Furthermore, the infiltration of macrophages into the spleen strongly implies their involvement in the aberrant physiological effects induced by restraint stress. The fact that macrophage infiltration was detected within the spleen, a key organ of the immune system, further supports their potential role in mediating the observed abnormalities triggered by restraint stress (Figure 4C).

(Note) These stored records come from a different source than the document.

//! Compact set of cells.

use serde::{Deserialize, Serialize};

use super::field::CellIndex;

/// A set of field cells stored as a 16-bit mask.
///
/// ```
/// use grid_duel::board::{CellIndex, CellSet};
///
/// let mut set = CellSet::new();
/// let five = CellIndex::new(5).unwrap();
/// assert!(set.insert(five));
/// assert!(!set.insert(five));
/// assert_eq!(set.len(), 1);
/// ```
#[derive(Clone, Copy, Debug, Default, PartialEq, Eq, Hash, Serialize, Deserialize)]
pub struct CellSet(u16);

impl CellSet {
    #[must_use]
    pub const fn new() -> Self {
        Self(0)
    }

    /// Add a cell. Returns `false` if it was already present.
    pub fn insert(&mut self, cell: CellIndex) -> bool {
        let bit = 1u16 << cell.raw();
        let fresh = self.0 & bit == 0;
        self.0 |= bit;
        fresh
    }

    #[must_use]
    pub const fn contains(self, cell: CellIndex) -> bool {
        self.0 & (1u16 << cell.raw()) != 0
    }

    #[must_use]
    pub const fn len(self) -> u32 {
        self.0.count_ones()
    }

    #[must_use]
    pub const fn is_empty(self) -> bool {
        self.0 == 0
    }

    /// Members in ascending order.
    pub fn iter(self) -> impl Iterator<Item = CellIndex> {
        CellIndex::all().filter(move |&c| self.contains(c))
    }
}

impl FromIterator<CellIndex> for CellSet {
    fn from_iter<I: IntoIterator<Item = CellIndex>>(iter: I) -> Self {
        let mut set = Self::new();
        for cell in iter {
            set.insert(cell);
        }
        set
    }
}
//! Match configuration.
//!
//! A host configures a match by providing:
//! - `MatchMode`: the ruleset variant
//! - `MatchConfig`: mode, seed, progression tuning and AI weights
//!
//! Configs are plain serde data and can be loaded from TOML.

use serde::{Deserialize, Serialize};

use super::error::ConfigError;
use crate::ai::AiConfig;

/// Ruleset variant.
#[derive(Clone, Copy, Debug, Default, PartialEq, Eq, Hash, Serialize, Deserialize)]
pub enum MatchMode {
    /// Both capture origins seed combos; coin flip decides who starts.
    #[default]
    Standard,
    /// Only captures won in battle seed combos.
    Hard,
    /// The player always starts.
    Hardcore,
}

impl MatchMode {
    /// Does an unopposed instant capture seed a combo chain?
    #[must_use]
    pub const fn instant_captures_seed_combos(self) -> bool {
        !matches!(self, MatchMode::Hard)
    }

    /// Is the opening coin flip fixed in the player's favour?
    #[must_use]
    pub const fn player_always_first(self) -> bool {
        matches!(self, MatchMode::Hardcore)
    }
}

impl std::fmt::Display for MatchMode {
    fn fmt(&self, f: &mut std::fmt::Formatter<'_>) -> std::fmt::Result {
        match self {
            MatchMode::Standard => write!(f, "Standard"),
            MatchMode::Hard => write!(f, "Hard"),
            MatchMode::Hardcore => write!(f, "Hardcore"),
        }
    }
}

/// Complete match configuration.
#[derive(Clone, Debug, PartialEq, Serialize, Deserialize)]
#[serde(default)]
pub struct MatchConfig {
    /// Ruleset variant.
    pub mode: MatchMode,

    /// Seed for the default `GameRng`.
    pub seed: u64,

    /// Independent probability that a used card levels up after a match.
    pub level_up_chance: f64,

    /// Highest card level.
    pub max_level: u8,

    /// Opponent AI weights.
    pub ai: AiConfig,
}

impl Default for MatchConfig {
    fn default() -> Self {
        Self {
            mode: MatchMode::Standard,
            seed: 42,
            level_up_chance: 0.1,
            max_level: 2,
            ai: AiConfig::default(),
        }
    }
}

impl MatchConfig {
    /// Create a default config for the given mode.
    #[must_use]
    pub fn new(mode: MatchMode) -> Self {
        Self {
            mode,
            ..Self::default()
        }
    }

    /// Set the RNG seed.
    #[must_use]
    pub fn with_seed(mut self, seed: u64) -> Self {
        self.seed = seed;
        self
    }

    /// Set the level-up probability.
    #[must_use]
    pub fn with_level_up_chance(mut self, chance: f64) -> Self {
        self.level_up_chance = chance;
        self
    }

    /// Replace the AI weights.
    #[must_use]
    pub fn with_ai(mut self, ai: AiConfig) -> Self {
        self.ai = ai;
        self
    }

    /// Parse and validate a TOML document. Missing keys take defaults.
    ///
    /// ```
    /// use grid_duel::core::{MatchConfig, MatchMode};
    ///
    /// let config = MatchConfig::from_toml_str("mode = \"Hard\"\nseed = 7").unwrap();
    /// assert_eq!(config.mode, MatchMode::Hard);
    /// assert_eq!(config.seed, 7);
    /// assert_eq!(config.max_level, 2);
    /// ```
    pub fn from_toml_str(source: &str) -> Result<Self, ConfigError> {
        let config: Self = toml::from_str(source)?;
        config.validate()?;
        Ok(config)
    }

    /// Check value ranges.
    pub fn validate(&self) -> Result<(), ConfigError> {
        if !(0.0..=1.0).contains(&self.level_up_chance) {
            return Err(ConfigError::Invalid(format!(
                "level_up_chance {} is outside [0, 1]",
                self.level_up_chance
            )));
        }
        if self.ai.combo_depth == 0 {
            return Err(ConfigError::Invalid("ai.combo_depth must be at least 1".into()));
        }
        Ok(())
    }
}
//! Battle target and forfeit selection.

use tracing::trace;

use super::config::AiConfig;
use crate::board::{CellIndex, Field};
use crate::cards::{Card, CardId};
use crate::rules::defense_value;

/// Score one battle candidate for the card at `attacker_cell`.
///
/// `(attack - defense) * target_stat_weight`, plus one point for every
/// arrow of the candidate pointing at a card of the attacker's opponents
/// (those cards would fall in the follow-up combo).
#[must_use]
pub fn score_target(field: &Field, attacker_cell: CellIndex, candidate: CellIndex, config: &AiConfig) -> f64 {
    let (Some(attacker), Some(defender)) = (field.card(attacker_cell), field.card(candidate)) else {
        return f64::NEG_INFINITY;
    };

    let margin = f64::from(attacker.attack) - f64::from(defense_value(attacker, defender));
    let enemy = attacker.owner.other();
    let follow_up = candidate
        .neighbors()
        .filter(|&(direction, cell)| defender.points(direction) && field.owner_at(cell) == Some(enemy))
        .count();

    margin * config.target_stat_weight + follow_up as f64
}

/// Pick the battle target for the card at `attacker_cell`.
///
/// The highest score wins; ties go to the earliest candidate. Returns
/// `None` for an empty candidate list.
#[must_use]
pub fn select_target(
    field: &Field,
    attacker_cell: CellIndex,
    candidates: &[CellIndex],
    config: &AiConfig,
) -> Option<CellIndex> {
    let mut best: Option<(CellIndex, f64)> = None;
    for &candidate in candidates {
        let score = score_target(field, attacker_cell, candidate, config);
        trace!(%candidate, score, "scored battle target");
        if best.map_or(true, |(_, b)| score > b) {
            best = Some((candidate, score));
        }
    }
    best.map(|(cell, _)| cell)
}

/// Pick the card the losing side hands over.
///
/// Maximises the weighted stat total; ties are broken by the higher raw
/// attack, then by list order.
#[must_use]
pub fn select_forfeit(cards: &[Card], config: &AiConfig) -> Option<CardId> {
    let weighted = |card: &Card| {
        f64::from(card.attack) * config.forfeit_attack_weight
            + f64::from(card.mechanical_defense) * config.forfeit_mechanical_weight
            + f64::from(card.electrical_defense) * config.forfeit_electrical_weight
    };

    let mut best: Option<&Card> = None;
    for card in cards {
        let better = match best {
            None => true,
            Some(current) => {
                let (a, b) = (weighted(card), weighted(current));
                a > b || (a == b && card.attack > current.attack)
            }
        };
        if better {
            best = Some(card);
        }
    }
    best.map(|c| c.id)
}

#[cfg(test)]
mod tests {
    use super::*;
    use crate::board::{Arrows, Direction};
    use crate::cards::{AttackType, CardTypeId};
    use crate::core::Side;

    fn idx(raw: u8) -> CellIndex {
        CellIndex::new(raw).unwrap()
    }

    fn card(id: u32, side: Side, dirs: &[Direction], attack: u16, defense: u16) -> Card {
        Card::new(CardId::new(id), CardTypeId::new(0), side)
            .with_arrows(Arrows::from_directions(dirs))
            .with_attack(attack, AttackType::Physical)
            .with_defense(defense, defense)
    }

    #[test]
    fn test_weaker_defender_preferred() {
        let mut field = Field::open();
        field.place(idx(5), card(1, Side::Opponent, &[Direction::Top, Direction::Left], 60, 40)).unwrap();
        field.place(idx(1), card(10, Side::Player, &[Direction::Bottom], 30, 50)).unwrap();
        field.place(idx(4), card(11, Side::Player, &[Direction::Right], 30, 20)).unwrap();

        let target = select_target(&field, idx(5), &[idx(1), idx(4)], &AiConfig::default());
        assert_eq!(target, Some(idx(4)));
    }

    #[test]
    fn test_follow_up_breaks_stat_tie() {
        let mut field = Field::open();
        field.place(idx(5), card(1, Side::Opponent, &[Direction::Top, Direction::Left], 60, 40)).unwrap();
        field.place(idx(1), card(10, Side::Player, &[Direction::Bottom], 30, 50)).unwrap();
        // Cell 4 also points Top at cell 0, held by the player.
        field
            .place(idx(4), card(11, Side::Player, &[Direction::Right, Direction::Top], 30, 50))
            .unwrap();
        field.place(idx(0), card(12, Side::Player, &[], 10, 10)).unwrap();

        let config = AiConfig::default();
        assert!((score_target(&field, idx(5), idx(4), &config) - 101.0).abs() < f64::EPSILON);
        assert_eq!(select_target(&field, idx(5), &[idx(1), idx(4)], &config), Some(idx(4)));
    }

    #[test]
    fn test_tie_keeps_first_candidate() {
        let mut field = Field::open();
        field.place(idx(5), card(1, Side::Opponent, &[Direction::Top, Direction::Left], 60, 40)).unwrap();
        field.place(idx(1), card(10, Side::Player, &[Direction::Bottom], 30, 50)).unwrap();
        field.place(idx(4), card(11, Side::Player, &[Direction::Right], 30, 50)).unwrap();

        let target = select_target(&field, idx(5), &[idx(4), idx(1)], &AiConfig::default());
        assert_eq!(target, Some(idx(4)));
        assert_eq!(select_target(&field, idx(5), &[], &AiConfig::default()), None);
    }

    #[test]
    fn test_forfeit_prefers_strongest() {
        let cards = [
            card(1, Side::Player, &[], 40, 40),
            card(2, Side::Player, &[], 100, 20),
            card(3, Side::Player, &[], 20, 60),
        ];
        // Weighted: 140, 190, 150.
        assert_eq!(select_forfeit(&cards, &AiConfig::default()), Some(CardId::new(2)));
    }

    #[test]
    fn test_forfeit_tie_breaks_on_attack_then_order() {
        let config = AiConfig::default();
        // 60*1.5 + 2*30 = 150 versus 40*1.5 + 2*45 = 150.
        let cards = [card(1, Side::Player, &[], 40, 45), card(2, Side::Player, &[], 60, 30)];
        assert_eq!(select_forfeit(&cards, &config), Some(CardId::new(2)));

        let twins = [card(3, Side::Player, &[], 50, 50), card(4, Side::Player, &[], 50, 50)];
        assert_eq!(select_forfeit(&twins, &config), Some(CardId::new(3)));
        assert_eq!(select_forfeit(&[], &config), None);
    }
}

2.3. Restraint-Stress-Induced Immunosuppression Is Associated with Reduced Phagocyte Function and Increased Cell Death in Mice
Upon observing relatively high levels of viable bacteria several hours after bacterial injection (Figure 3F) and higher spleen infiltration of macrophages (Figure 4C), we postulated that the impaired phagocyte function of splenic macrophages, specifically their ability to engage and engulf bacteria, might be responsible for restraint-stress-induced immunosuppression. Using described methods [19,71] to assess the phagocyte function of splenic macrophages, we employed fluorescent nanoparticles (NPs) as phagocyte targets. Intriguingly, we discovered that treatments involving IVIg, cold exposure, and restraint stress all resulted in a suppression of spleen phagocyte engagement with fluorescent NPs (Figure 5). Subsequently, to explore the suppressive effect on the live phagocyte population, we examined NP engagements with live splenocytes and observed that restraint stress also suppressed the NP-engaging ability of live splenocytes (Figure S1). These findings strongly suggest that the suppression of phagocyte function contributes to the immunosuppressive effects induced by IVIg, cold exposure, and restraint stress.

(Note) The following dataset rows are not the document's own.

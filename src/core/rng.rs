//! Deterministic random number generation for match resolution.
//!
//! ## Key Features
//!
//! - **Injectable**: the engine only sees the [`MatchRng`] trait
//! - **Deterministic**: same seed produces identical battle rolls
//! - **Serializable**: O(1) state capture and restore via [`GameRngState`]
//! - **Scriptable**: [`ScriptedRng`] replays a fixed list of draws
//!
//! ## Usage
//!
//! ```
//! use grid_duel::core::{GameRng, MatchRng};
//!
//! let mut rng = GameRng::new(42);
//! let roll = rng.roll(10);
//! assert!(roll <= 10);
//!
//! // Same seed, same sequence
//! let mut again = GameRng::new(42);
//! assert_eq!(again.roll(10), roll);
//! ```

use std::collections::VecDeque;

use rand::{Rng, SeedableRng};
use rand_chacha::ChaCha8Rng;
use serde::{Deserialize, Serialize};

/// Source of randomness consumed by the engine.
///
/// Coin flip, battle rolls and level-up chances are the only consumers.
pub trait MatchRng {
    /// Uniform integer in `0..=max`.
    fn roll(&mut self, max: u32) -> u32;

    /// `true` with the given probability (clamped to `[0, 1]`).
    fn chance(&mut self, probability: f64) -> bool;
}

/// Seeded ChaCha8 generator.
#[derive(Clone, Debug)]
pub struct GameRng {
    inner: ChaCha8Rng,
    seed: u64,
}

impl GameRng {
    /// Create a new RNG with the given seed.
    #[must_use]
    pub fn new(seed: u64) -> Self {
        Self {
            inner: ChaCha8Rng::seed_from_u64(seed),
            seed,
        }
    }

    /// The seed this generator was created from.
    #[must_use]
    pub fn seed(&self) -> u64 {
        self.seed
    }

    /// Get the current state for serialization.
    #[must_use]
    pub fn state(&self) -> GameRngState {
        GameRngState {
            seed: self.seed,
            word_pos: self.inner.get_word_pos(),
        }
    }

    /// Restore from a saved state.
    #[must_use]
    pub fn from_state(state: &GameRngState) -> Self {
        let mut inner = ChaCha8Rng::seed_from_u64(state.seed);
        inner.set_word_pos(state.word_pos);
        Self {
            inner,
            seed: state.seed,
        }
    }
}

impl MatchRng for GameRng {
    fn roll(&mut self, max: u32) -> u32 {
        self.inner.gen_range(0..=max)
    }

    fn chance(&mut self, probability: f64) -> bool {
        if probability.is_nan() {
            return false;
        }
        self.inner.gen_bool(probability.clamp(0.0, 1.0))
    }
}

/// Serializable RNG state for checkpointing.
///
/// Uses the ChaCha8 word position, so the cost does not depend on
/// how many numbers were drawn.
#[derive(Clone, Debug, PartialEq, Eq, Serialize, Deserialize)]
pub struct GameRngState {
    /// Original seed
    pub seed: u64,
    /// ChaCha8 word position (128-bit counter)
    pub word_pos: u128,
}

/// Replays a fixed sequence of draws.
///
/// Rolls are clamped to the requested maximum. Once a queue runs dry,
/// rolls return 0 and chances return `false`.
#[derive(Clone, Debug, Default)]
pub struct ScriptedRng {
    rolls: VecDeque<u32>,
    chances: VecDeque<bool>,
}

impl ScriptedRng {
    /// Create an empty script.
    #[must_use]
    pub fn new() -> Self {
        Self::default()
    }

    /// Queue roll results, consumed front to back.
    #[must_use]
    pub fn with_rolls(mut self, rolls: impl IntoIterator<Item = u32>) -> Self {
        self.rolls.extend(rolls);
        self
    }

    /// Queue chance outcomes, consumed front to back.
    #[must_use]
    pub fn with_chances(mut self, chances: impl IntoIterator<Item = bool>) -> Self {
        self.chances.extend(chances);
        self
    }

    /// Rolls not yet consumed.
    #[must_use]
    pub fn remaining_rolls(&self) -> usize {
        self.rolls.len()
    }
}

impl MatchRng for ScriptedRng {
    fn roll(&mut self, max: u32) -> u32 {
        self.rolls.pop_front().map_or(0, |r| r.min(max))
    }

    fn chance(&mut self, _probability: f64) -> bool {
        self.chances.pop_front().unwrap_or(false)
    }
}

impl<R: MatchRng + ?Sized> MatchRng for &mut R {
    fn roll(&mut self, max: u32) -> u32 {
        (**self).roll(max)
    }

    fn chance(&mut self, probability: f64) -> bool {
        (**self).chance(probability)
    }
}

#[cfg(test)]
mod tests {
    use super::*;

    #[test]
    fn test_determinism() {
        let mut rng1 = GameRng::new(42);
        let mut rng2 = GameRng::new(42);

        for _ in 0..100 {
            assert_eq!(rng1.roll(1000), rng2.roll(1000));
        }
    }

    #[test]
    fn test_different_seeds() {
        let mut rng1 = GameRng::new(1);
        let mut rng2 = GameRng::new(2);

        let seq1: Vec<_> = (0..10).map(|_| rng1.roll(1000)).collect();
        let seq2: Vec<_> = (0..10).map(|_| rng2.roll(1000)).collect();

        assert_ne!(seq1, seq2);
    }

    #[test]
    fn test_roll_is_inclusive_and_bounded() {
        let mut rng = GameRng::new(7);
        let mut saw_max = false;

        for _ in 0..500 {
            let r = rng.roll(3);
            assert!(r <= 3);
            saw_max |= r == 3;
        }
        assert!(saw_max);
        assert_eq!(rng.roll(0), 0);
    }

    #[test]
    fn test_chance_extremes() {
        let mut rng = GameRng::new(9);
        for _ in 0..50 {
            assert!(!rng.chance(0.0));
            assert!(rng.chance(1.0));
            assert!(rng.chance(2.5));
        }
    }

    #[test]
    fn test_state_serialization() {
        let mut rng = GameRng::new(42);

        for _ in 0..100 {
            rng.roll(1000);
        }

        let state = rng.state();
        let expected: Vec<_> = (0..10).map(|_| rng.roll(1000)).collect();

        let mut restored = GameRng::from_state(&state);
        let actual: Vec<_> = (0..10).map(|_| restored.roll(1000)).collect();

        assert_eq!(expected, actual);
    }

    #[test]
    fn test_state_serde() {
        let state = GameRngState {
            seed: 42,
            word_pos: 12345,
        };

        let json = serde_json::to_string(&state).unwrap();
        let deserialized: GameRngState = serde_json::from_str(&json).unwrap();

        assert_eq!(state, deserialized);
    }

    #[test]
    fn test_scripted_rng() {
        let mut rng = ScriptedRng::new()
            .with_rolls([3, 9, 1])
            .with_chances([true]);

        assert_eq!(rng.roll(5), 3);
        assert_eq!(rng.roll(4), 4); // clamped
        assert_eq!(rng.remaining_rolls(), 1);
        assert_eq!(rng.roll(4), 1);
        assert_eq!(rng.roll(4), 0); // exhausted

        assert!(rng.chance(0.0));
        assert!(!rng.chance(1.0));
    }
}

The induction of cell death in leukocytes has been recognized as a regulatory process associated with immunosuppression [72,73,74]. Additional cell death analyses were therefore conducted and further revealed that restraint stress but not cold exposure induced higher levels of cell death in populations of total splenocytes (Figure 6A, experiment outline, Figure 6B) and F4/80+ spleen macrophage (Figure 6C). These results clarify that macrophage cell death is involved in restraint-stress-induced immunosuppressive effects.

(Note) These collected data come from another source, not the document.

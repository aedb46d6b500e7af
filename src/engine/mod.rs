//! Match orchestration.
//!
//! - `controller`: the `Engine` state machine
//! - `phase`: where the engine is waiting
//! - `snapshot`: turn-boundary save and resume

pub mod controller;
pub mod phase;
pub mod snapshot;

pub use controller::{Engine, HAND_SIZE};
pub use phase::Phase;
pub use snapshot::{MatchSnapshot, SNAPSHOT_VERSION};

2.4. Restraint-Stress-Induced Pyroptosis of Spleen Macrophage
We observed that restraint stress led to GI injury and infiltration of macrophages in the spleen (Figure 4B,C), indicating the potential involvement of an inflammatory response. Here, we examined the expression of the pro-inflammatory cytokine IL-1β in mouse spleen macrophages and found an increased level of IL-1β expression following restraint stress (Figure 7A, experimental outline; Figure 7B,E, vehicle groups). Since inflammasome component caspase-1 activation can trigger IL-1β maturation and pyroptosis, we also assessed the levels of pyroptosis in F4/80+ spleen macrophages. Our analysis revealed higher levels of pyroptosis (Figure 7C,F, vehicle groups) and spleen infiltration (Figure 7D,G, vehicle groups) in F4/80+ splenic macrophages after restraint stress. To investigate whether the suppression of pyroptosis through treatments with the NLRP3 inflammasome inhibitors OLT1177 and Z-WEHD-FMK could reverse the observed abnormalities induced by restraint stress, we found that OLT1177 and Z-WEHD-FMK treatments both mitigated all the aforementioned pathological responses, including increased pyroptosis, elevated pro-inflammatory IL-1β expression, and spleen infiltration (Figure 7B–G, OLT1177 and Z-WEHD-FMK groups vs. vehicle groups). Although Z-WEHD-FMK primarily inhibits caspase 1, with some inhibition of caspase 4 and 5 to a lesser extent, the combined results from OLT1177 and Z-WEHD-FMK treatments lead us to conclude that such rescue effects are mediated through the NLRP3-caspase 1 axis. Because macrophage cell death was not observed in the ambient cold exposure (Figure 6), these results suggest that restraint stress induces NLRP3-inflammasome-mediated macrophage pyroptosis, which is a notable phenomenon associated with the immunosuppressive effects induced by restraint stress.
3. Discussion
The mouse model of restraint stress is a well-established approach utilized to study the physiological, behavioral, and biochemical changes associated with psychological stress in mice [6,7,8]. By subjecting mice to restraint and immobilization stress, researchers can uncover pathophysiological alterations linked to anxiety and stressed behavior in experimental animals [6]. Our analysis indicates that the application of restraint stress induces anxiety-like behavior in mice (Figure 1), suggesting the involvement of psychological stress in the induction of immunosuppression.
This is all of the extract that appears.